SPD wirft Landesregierung Scheitern bei Mobilitätsgarantie vor

16. Februar 2026

Regional - Schleswig-Holstein - aktuelle Fakten und Einordnung

Verkehrspolitik in Schleswig-Holstein unter Kritik

() – Die schleswig-holsteinische SPD-Landtagsfraktion hat der schwarz-grünen Landesregierung vorgeworfen, ein zentrales verkehrspolitisches Vorhaben nicht umgesetzt zu haben. Der verkehrspolitische Sprecher Niclas Dürbrook sagte am Montag, dass die Regierung das vom Landtag 2023 beschlossene Konzept für eine landesweite Mobilitätsgarantie vor der anstehenden Landtagswahl nicht mehr fertigstellen werde.

Stattdessen sei bis 2027 lediglich ein Vorentwurf für interessierte Akteure geplant.

Dürbrook kritisierte, die Landesregierung zeige damit einen „frechen Umgang mit Beschlüssen des Parlaments“. Der Parlamentsauftrag, ein Konzept für eine regelmäßige ÖPNV-Anbindung von früh bis spät an jedem Ort in zu erstellen, werde ausgesessen.

Als einziges konkretes Projekt verwies die Regierung laut der Fraktion auf das Förderprojekt SMILE24 in der Schlei-Region.

Nach Ansicht der SPD-Fraktion ist damit klar, dass das zentrale verkehrspolitische Vorhaben der Koalition in dieser Wahlperiode gescheitert sei. Statt einer Mobilitätsgarantie würden nach fünf Jahren gestrichene Zugverbindungen und drastisch gekürzte Zuschüsse für den Busverkehr als sichtbare Ergebnisse bleiben.

Die ursprüngliche Ankündigung einer Mobilitätswende sei damit nicht eingelöst worden.

Text-/Bildquelle: Übermittelt durch www.dts-nachrichtenagentur.de
Bildhinweis: SPD-Logo (Archiv)

Vier Bürgerfragen. Klare Antworten.

Welche neuen Fakten, Entscheidungen oder Änderungen nennt der Artikel?

  • Landesregierung wird Konzept für landesweite Mobilitätsgarantie vor der Landtagswahl nicht fertigstellen.
  • Bis 2027 ist nur ein Vorentwurf für interessierte Akteure geplant.
  • Zentrale verkehrspolitische Vorhaben der Koalition gelten als gescheitert, mit gestrichenen Zugverbindungen und gekürzten Zuschüssen.

Wen betrifft es und wie stark (Zielgruppen, Regionen, Zahlen, Fristen)?

  • Betroffene: Schleswig-Holstein, SPD-Landtagsfraktion
  • Zeitrahmen: bis 2027, Konzept hätte 2023 beschlossen werden sollen
  • Auswirkungen: keine Mobilitätsgarantie, nur Vorentwurf geplant, gestrichene Zugverbindungen und gekürzte Zuschüsse

Welche Gründe, Ursachen, Hintergründe oder Auslöser werden genannt?

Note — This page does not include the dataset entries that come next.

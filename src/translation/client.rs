use futures::{future::BoxFuture, FutureExt};
use reqwest::Client;
use serde_json::Value;

use crate::config::TranslationConfig;

use super::{
    response::{parse_detected_language, parse_detection, parse_translation, TranslateQuery},
    Detection, TranslationError, Translator,
};

#[derive(Clone)]
pub struct GoogleTranslator {
    http: Client,
    config: TranslationConfig,
}

impl GoogleTranslator {
    pub fn new(http: Client, config: TranslationConfig) -> Self {
        Self { http, config }
    }

    async fn request(&self, text: &str, target: &str) -> Result<Value, TranslationError> {
        let response = self
            .http
            .get(self.config.endpoint.clone())
            .query(&TranslateQuery::new(text, target))
            .timeout(self.config.timeout)
            .send()
            .await?
            .error_for_status()?;

        Ok(response.json::<Value>().await?)
    }
}

impl Translator for GoogleTranslator {
    fn detect<'a>(&'a self, text: &'a str) -> BoxFuture<'a, Result<String, TranslationError>> {
        async move {
            let body = self.request(text, &self.config.target_language).await?;
            parse_detected_language(&body)
        }
        .boxed()
    }

    fn translate<'a>(
        &'a self,
        text: &'a str,
        target: &'a str,
    ) -> BoxFuture<'a, Result<String, TranslationError>> {
        async move {
            let body = self.request(text, target).await?;
            parse_translation(&body)
        }
        .boxed()
    }

    // The endpoint reports the source language alongside every translation.
    fn detect_and_translate<'a>(
        &'a self,
        text: &'a str,
        target: &'a str,
    ) -> BoxFuture<'a, Result<Detection, TranslationError>> {
        async move {
            let body = self.request(text, target).await?;
            parse_detection(&body, target)
        }
        .boxed()
    }
}
use thiserror::Error;

use super::types::ClassificationResult;

/// Outcome of language normalization. Every variant carries usable text;
/// a failed translation is the `Fallback` case, not an error.
#[derive(Debug, Clone, PartialEq, Eq)]
pub enum Normalization {
    Unchanged {
        text: String,
    },
    Translated {
        text: String,
        source_language: String,
    },
    Fallback {
        text: String,
        reason: String,
    },
}

impl Normalization {
    pub fn text(&self) -> &str {
        match self {
            Normalization::Unchanged { text }
            | Normalization::Translated { text, .. }
            | Normalization::Fallback { text, .. } => text,
        }
    }

    pub fn is_translated(&self) -> bool {
        matches!(self, Normalization::Translated { .. })
    }
}

#[derive(Debug, Clone, PartialEq)]
pub struct AnnotatedRecord {
    pub original: String,
    pub normalization: Normalization,
    pub classification: ClassificationResult,
    pub phishing: bool,
}

impl AnnotatedRecord {
    pub fn normalized(&self) -> &str {
        self.normalization.text()
    }
}

/// A batch row that could not be turned into a message.
#[derive(Debug, Clone, PartialEq, Eq, Error)]
pub enum RowError {
    #[error("missing value in column `{column}`")]
    MissingValue { column: String },
    #[error("value in column `{column}` is not valid UTF-8 text")]
    NotText { column: String },
}

pub type RowOutcome = Result<AnnotatedRecord, RowError>;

  • Vorwurf der SPD: Nichteinhaltung eines beschlossenen Konzepts für eine Mobilitätsgarantie
  • Kritik an der schwarz-grünen Landesregierung für unzureichende Umsetzung verkehrspolitischer Beschlüsse
  • Fehlende Fortschritte in der ÖPNV-Anbindung und erhebliche Kürzungen im Busverkehr

Was machen die Politik bzw. die Behörden jetzt konkret?

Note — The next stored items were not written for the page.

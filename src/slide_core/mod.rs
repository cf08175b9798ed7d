//! slide_core - engine-agnostic hover/ground vehicle step (pure types + stages)

pub mod types;
pub mod curve;
pub mod suspension;
pub mod kinematics;
pub mod drive;
pub mod energy;
pub mod tick;

#[cfg(test)]
pub(crate) mod test_support;

pub use types::*;
pub use tick::{TickOutcome, VehicleSnapshot, VehicleTick};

  • Die SPD-Landtagsfraktion kritisiert die Schwarz-Grüne Landesregierung für die Nichterfüllung des Konzeptes zur landesweiten Mobilitätsgarantie.
  • Die Regierung plant nur einen Vorentwurf bis 2027 anstelle eines vollständigen Konzeptes.
  • Es wird verwiesen auf das Förderprojekt SMILE24 in der Schlei-Region als einziges konkretes Projekt.